*** Opening of Record excerpts ***

//! Domain models for autoenv.
//!
//! # Core Concepts
//!
//! ## Registry (replicable)
//!
//! - [`Project`]: A registered directory tree whose root `.env` is activated on entry.
//! - [`Setting`]: A user default, e.g. the GitHub owner for secret uploads.
//!
//! ## Per-shell state (local only)
//!
//! - [`Session`]: What a shell last activated, and from which file version.
//! - [`Fingerprint`]: Digest of an activated value, stored per variable name.
//!
//! ## Ephemeral
//!
//! - [`EnvSnapshot`]: The parsed `.env` of one directory, read on every invocation.

mod envfile;
mod project;
mod session;
mod setting;

pub use envfile::*;
pub use project::*;
pub use session::*;
pub use setting::*;
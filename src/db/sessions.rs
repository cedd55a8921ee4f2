use std::path::Path;

use anyhow::{Context, Result};
use chrono::Utc;
use rusqlite::{Connection, OptionalExtension};

use super::{parse_datetime, parse_path, path_text, Database};
use crate::models::*;
use crate::ports::SessionStore;

/// Per-shell activation state backed by the local sessions database.
#[derive(Clone)]
pub struct SessionRepo {
    db: Database,
}

impl SessionRepo {
    pub fn new(db: Database) -> Self {
        Self { db }
    }
}

impl SessionStore for SessionRepo {
    fn get(&self, shell: ShellId) -> Result<Option<Session>> {
        let conn = self.db.lock()?;
        let session = conn
            .query_row(
                "SELECT shell_id, origin_path, env_mtime, activated_at
                 FROM sessions WHERE shell_id = ?",
                [i64::from(shell.0)],
                |row| {
                    Ok(Session {
                        shell_id: ShellId(row.get(0)?),
                        origin: parse_path(row.get(1)?),
                        env_mtime: row.get(2)?,
                        activated_at: parse_datetime(3, row.get(3)?)?,
                    })
                },
            )
            .optional()
            .with_context(|| format!("read session for shell {shell}"))?;
        Ok(session)
    }

    fn get_keys(&self, shell: ShellId) -> Result<SessionKeys> {
        let conn = self.db.lock()?;
        let mut stmt =
            conn.prepare("SELECT name, fingerprint FROM session_keys WHERE shell_id = ?")?;

        let keys = stmt
            .query_map([i64::from(shell.0)], |row| {
                Ok((row.get::<_, String>(0)?, Fingerprint::from_hex(row.get::<_, String>(1)?)))
            })?
            .collect::<Result<SessionKeys, _>>()
            .with_context(|| format!("read session keys for shell {shell}"))?;

        Ok(keys)
    }

    fn upsert(&self, shell: ShellId, origin: &Path, env_mtime: i64) -> Result<()> {
        let conn = self.db.lock()?;
        upsert_session(&conn, shell, origin, env_mtime)
    }

    fn replace_keys(&self, shell: ShellId, keys: &SessionKeys) -> Result<()> {
        let mut conn = self.db.lock()?;
        let tx = conn.transaction()?;
        replace_session_keys(&tx, shell, keys)?;
        tx.commit()
            .with_context(|| format!("commit session keys for shell {shell}"))?;
        Ok(())
    }

    fn delete(&self, shell: ShellId) -> Result<()> {
        let mut conn = self.db.lock()?;
        let tx = conn.transaction()?;
        tx.execute(
            "DELETE FROM session_keys WHERE shell_id = ?",
            [i64::from(shell.0)],
        )?;
        tx.execute("DELETE FROM sessions WHERE shell_id = ?", [i64::from(shell.0)])?;
        tx.commit()
            .with_context(|| format!("delete session for shell {shell}"))?;
        Ok(())
    }

    fn activate(
        &self,
        shell: ShellId,
        origin: &Path,
        env_mtime: i64,
        keys: &SessionKeys,
    ) -> Result<()> {
        let mut conn = self.db.lock()?;
        let tx = conn.transaction()?;
        upsert_session(&tx, shell, origin, env_mtime)?;
        replace_session_keys(&tx, shell, keys)?;
        tx.commit()
            .with_context(|| format!("commit activation for shell {shell}"))?;
        Ok(())
    }
}

fn upsert_session(conn: &Connection, shell: ShellId, origin: &Path, env_mtime: i64) -> Result<()> {
    conn.execute(
        "INSERT INTO sessions (shell_id, origin_path, env_mtime, activated_at)
         VALUES (?, ?, ?, ?)
         ON CONFLICT(shell_id) DO UPDATE SET
           origin_path = excluded.origin_path,
           env_mtime = excluded.env_mtime,
           activated_at = excluded.activated_at",
        (
            i64::from(shell.0),
            path_text(origin)?,
            env_mtime,
            Utc::now().to_rfc3339(),
        ),
    )
    .with_context(|| format!("write session for shell {shell}"))?;
    Ok(())
}

// Callers wrap this in a transaction; a failed insert must not leave a
// half-replaced key set behind.
fn replace_session_keys(conn: &Connection, shell: ShellId, keys: &SessionKeys) -> Result<()> {
    conn.execute(
        "DELETE FROM session_keys WHERE shell_id = ?",
        [i64::from(shell.0)],
    )?;

    let mut stmt =
        conn.prepare("INSERT INTO session_keys (shell_id, name, fingerprint) VALUES (?, ?, ?)")?;
    for (name, fingerprint) in keys {
        stmt.execute((i64::from(shell.0), name, fingerprint.as_str()))
            .with_context(|| format!("write session key {name} for shell {shell}"))?;
    }

    Ok(())
}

*** Close of Record excerpts ***

Task requirements: Restate the data above word for word.

Exercise solution:
//! Domain models for autoenv.
//!
//! # Core Concepts
//!
//! ## Registry (replicable)
//!
//! - [`Project`]: A registered directory tree whose root `.env` is activated on entry.
//! - [`Setting`]: A user default, e.g. the GitHub owner for secret uploads.
//!
//! ## Per-shell state (local only)
//!
//! - [`Session`]: What a shell last activated, and from which file version.
//! - [`Fingerprint`]: Digest of an activated value, stored per variable name.
//!
//! ## Ephemeral
//!
//! - [`EnvSnapshot`]: The parsed `.env` of one directory, read on every invocation.

mod envfile;
mod project;
mod session;
mod setting;

pub use envfile::*;
pub use project::*;
pub use session::*;
pub use setting::*;
filename src/db/sessions.rs
repository cedd55a8921ee4f2
use std::path::Path;

use anyhow::{Context, Result};
use chrono::Utc;
use rusqlite::{Connection, OptionalExtension};

use super::{parse_datetime, parse_path, path_text, Database};
use crate::models::*;
use crate::ports::SessionStore;

/// Per-shell activation state backed by the local sessions database.
#[derive(Clone)]
pub struct SessionRepo {
    db: Database,
}

impl SessionRepo {
    pub fn new(db: Database) -> Self {
        Self { db }
    }
}

impl SessionStore for SessionRepo {
    fn get(&self, shell: ShellId) -> Result<Option<Session>> {
        let conn = self.db.lock()?;
        let session = conn
            .query_row(
                "SELECT shell_id, origin_path, env_mtime, activated_at
                 FROM sessions WHERE shell_id = ?",
                [i64::from(shell.0)],
                |row| {
                    Ok(Session {
                        shell_id: ShellId(row.get(0)?),
                        origin: parse_path(row.get(1)?),
                        env_mtime: row.get(2)?,
                        activated_at: parse_datetime(3, row.get(3)?)?,
                    })
                },
            )
            .optional()
            .with_context(|| format!("read session for shell {shell}"))?;
        Ok(session)
    }

    fn get_keys(&self, shell: ShellId) -> Result<SessionKeys> {
        let conn = self.db.lock()?;
        let mut stmt =
            conn.prepare("SELECT name, fingerprint FROM session_keys WHERE shell_id = ?")?;

        let keys = stmt
            .query_map([i64::from(shell.0)], |row| {
                Ok((row.get::<_, String>(0)?, Fingerprint::from_hex(row.get::<_, String>(1)?)))
            })?
            .collect::<Result<SessionKeys, _>>()
            .with_context(|| format!("read session keys for shell {shell}"))?;

        Ok(keys)
    }

    fn upsert(&self, shell: ShellId, origin: &Path, env_mtime: i64) -> Result<()> {
        let conn = self.db.lock()?;
        upsert_session(&conn, shell, origin, env_mtime)
    }

    fn replace_keys(&self, shell: ShellId, keys: &SessionKeys) -> Result<()> {
        let mut conn = self.db.lock()?;
        let tx = conn.transaction()?;
        replace_session_keys(&tx, shell, keys)?;
        tx.commit()
            .with_context(|| format!("commit session keys for shell {shell}"))?;
        Ok(())
    }

    fn delete(&self, shell: ShellId) -> Result<()> {
        let mut conn = self.db.lock()?;
        let tx = conn.transaction()?;
        tx.execute(
            "DELETE FROM session_keys WHERE shell_id = ?",
            [i64::from(shell.0)],
        )?;
        tx.execute("DELETE FROM sessions WHERE shell_id = ?", [i64::from(shell.0)])?;
        tx.commit()
            .with_context(|| format!("delete session for shell {shell}"))?;
        Ok(())
    }

    fn activate(
        &self,
        shell: ShellId,
        origin: &Path,
        env_mtime: i64,
        keys: &SessionKeys,
    ) -> Result<()> {
        let mut conn = self.db.lock()?;
        let tx = conn.transaction()?;
        upsert_session(&tx, shell, origin, env_mtime)?;
        replace_session_keys(&tx, shell, keys)?;
        tx.commit()
            .with_context(|| format!("commit activation for shell {shell}"))?;
        Ok(())
    }
}

fn upsert_session(conn: &Connection, shell: ShellId, origin: &Path, env_mtime: i64) -> Result<()> {
    conn.execute(
        "INSERT INTO sessions (shell_id, origin_path, env_mtime, activated_at)
         VALUES (?, ?, ?, ?)
         ON CONFLICT(shell_id) DO UPDATE SET
           origin_path = excluded.origin_path,
           env_mtime = excluded.env_mtime,
           activated_at = excluded.activated_at",
        (
            i64::from(shell.0),
            path_text(origin)?,
            env_mtime,
            Utc::now().to_rfc3339(),
        ),
    )
    .with_context(|| format!("write session for shell {shell}"))?;
    Ok(())
}

// Callers wrap this in a transaction; a failed insert must not leave a
// half-replaced key set behind.
fn replace_session_keys(conn: &Connection, shell: ShellId, keys: &SessionKeys) -> Result<()> {
    conn.execute(
        "DELETE FROM session_keys WHERE shell_id = ?",
        [i64::from(shell.0)],
    )?;

    let mut stmt =
        conn.prepare("INSERT INTO session_keys (shell_id, name, fingerprint) VALUES (?, ?, ?)")?;
    for (name, fingerprint) in keys {
        stmt.execute((i64::from(shell.0), name, fingerprint.as_str()))
            .with_context(|| format!("write session key {name} for shell {shell}"))?;
    }

    Ok(())
}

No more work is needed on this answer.